Report every line in the listing below where the string "delimiter" shows up.
-=-=-
use crate::logging::{codes, Code};
use crate::utils::Position;

/// Fatal lexical errors. Each aborts translation of the current file.
#[derive(Debug, Clone, PartialEq, Eq, thiserror::Error)]
pub enum LexerError {
    #[error("no token rule matches {found} at {position}")]
    LexicalFailure { found: String, position: Position },

    #[error("continuation marker at {position} is not followed by another line")]
    UnterminatedContinuation { position: Position },

    #[error("multi-line string opened with {delimiter} at {position} is never closed")]
    UnterminatedString {
        delimiter: &'static str,
        position: Position,
    },

    #[error("too many tokens: {count} (max {max})")]
    TooManyTokens { count: usize, max: usize },
}

impl LexerError {
    pub fn error_code(&self) -> Code {
        match self {
            LexerError::LexicalFailure { .. } => codes::lexical::LEXICAL_FAILURE,
            LexerError::UnterminatedContinuation { .. } => {
                codes::lexical::UNTERMINATED_CONTINUATION
            }
            LexerError::UnterminatedString { .. } => codes::lexical::UNTERMINATED_STRING,
            LexerError::TooManyTokens { .. } => codes::lexical::TOO_MANY_TOKENS,
        }
    }

    /// Source position the error points at, when it has one
    pub fn position(&self) -> Option<Position> {
        match self {
            LexerError::LexicalFailure { position, .. }
            | LexerError::UnterminatedContinuation { position }
            | LexerError::UnterminatedString { position, .. } => Some(*position),
            LexerError::TooManyTokens { .. } => None,
        }
    }
}

/// Human-readable description of what sits at the start of `rest`
pub(crate) fn describe_found(rest: &str) -> String {
    match rest.chars().next() {
        Some(c) if c.is_control() => format!("'{}'", c.escape_default()),
        Some(c) => format!("'{}'", c),
        None => "end of line".to_string(),
    }
}
// build.rs - TOML-driven compile-time limit generation
use std::env;
use std::fs;
use std::path::Path;

#[derive(serde::Deserialize)]
struct CompileTimeConfig {
    file_processing: FileProcessingLimits,
    lexical: LexicalLimits,
    batch_processing: BatchProcessingLimits,
    logging: LoggingLimits,
}

#[derive(serde::Deserialize)]
struct FileProcessingLimits {
    max_file_size: u64,
    large_file_threshold: u64,
    max_line_count: usize,
}

#[derive(serde::Deserialize)]
struct LexicalLimits {
    max_token_count: usize,
}

#[derive(serde::Deserialize)]
struct BatchProcessingLimits {
    max_worker_threads: usize,
    max_files_per_batch: usize,
}

#[derive(serde::Deserialize)]
struct LoggingLimits {
    max_log_events_per_file: usize,
    max_log_message_length: usize,
}

fn main() {
    println!("cargo:rerun-if-changed=build.rs");
    println!("cargo:rerun-if-env-changed=PYZH_BUILD_PROFILE");
    println!("cargo:rerun-if-env-changed=PYZH_CONFIG_DIR");

    let profile = env::var("PYZH_BUILD_PROFILE").unwrap_or_else(|_| "development".to_string());
    let config_dir = env::var("PYZH_CONFIG_DIR").unwrap_or_else(|_| "config".to_string());

    // Workspace root is the parent of pyzh_compiler
    let manifest_dir = env::var("CARGO_MANIFEST_DIR").unwrap();
    let workspace_root = Path::new(&manifest_dir)
        .parent()
        .expect("Could not find workspace root (parent directory)");

    let config_path = workspace_root
        .join(&config_dir)
        .join(format!("{}.toml", profile));

    println!("cargo:rerun-if-changed={}", config_path.display());

    if !config_path.exists() {
        panic!(
            "Configuration file not found: {}\nLooking for: {}/{}/{}.toml",
            config_path.display(),
            workspace_root.display(),
            config_dir,
            profile
        );
    }

    let config_content = fs::read_to_string(&config_path)
        .unwrap_or_else(|e| panic!("Failed to read {}: {}", config_path.display(), e));

    let config: CompileTimeConfig = toml::from_str(&config_content)
        .unwrap_or_else(|e| panic!("Invalid TOML in {}: {}", config_path.display(), e));

    validate_limits(&config, &profile);
    generate_constants(&config, &profile);
}

fn validate_limits(config: &CompileTimeConfig, profile: &str) {
    const ABSOLUTE_MAX_FILE_SIZE: u64 = 1_000_000_000;
    const ABSOLUTE_MAX_THREADS: usize = 256;

    if config.file_processing.max_file_size > ABSOLUTE_MAX_FILE_SIZE {
        panic!("LIMITS: max_file_size exceeds absolute maximum");
    }

    if config.file_processing.large_file_threshold > config.file_processing.max_file_size {
        panic!("LIMITS: large_file_threshold must not exceed max_file_size");
    }

    if config.batch_processing.max_worker_threads == 0
        || config.batch_processing.max_worker_threads > ABSOLUTE_MAX_THREADS
    {
        panic!("LIMITS: max_worker_threads must be between 1 and {ABSOLUTE_MAX_THREADS}");
    }

    if config.lexical.max_token_count == 0 {
        panic!("LIMITS: max_token_count must be positive");
    }

    if profile == "production" && config.file_processing.max_file_size > 50_000_000 {
        panic!("PRODUCTION: max_file_size too high for production");
    }
}

fn generate_constants(config: &CompileTimeConfig, profile: &str) {
    let out_dir = env::var("OUT_DIR").unwrap();
    let output_path = Path::new(&out_dir).join("constants.rs");

    let constants_code = format!(
        r#"
// Generated compile-time constants from TOML configuration
// Profile: {}
// DO NOT EDIT - Generated by build.rs

pub mod compile_time {{
    pub mod file_processing {{
        pub const MAX_FILE_SIZE: u64 = {};
        pub const LARGE_FILE_THRESHOLD: u64 = {};
        pub const MAX_LINE_COUNT: usize = {};
    }}

    pub mod lexical {{
        pub const MAX_TOKEN_COUNT: usize = {};
    }}

    pub mod batch_processing {{
        pub const MAX_WORKER_THREADS: usize = {};
        pub const MAX_FILES_PER_BATCH: usize = {};
    }}

    pub mod logging {{
        pub const MAX_LOG_EVENTS_PER_FILE: usize = {};
        pub const MAX_LOG_MESSAGE_LENGTH: usize = {};
    }}
}}
"#,
        profile,
        config.file_processing.max_file_size,
        config.file_processing.large_file_threshold,
        config.file_processing.max_line_count,
        config.lexical.max_token_count,
        config.batch_processing.max_worker_threads,
        config.batch_processing.max_files_per_batch,
        config.logging.max_log_events_per_file,
        config.logging.max_log_message_length,
    );

    fs::write(output_path, constants_code).unwrap();
}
-=-=-
§ RESULT FOR THIS TASK
    #[error("multi-line string opened with {delimiter} at {position} is never closed")]
        delimiter: &'static str,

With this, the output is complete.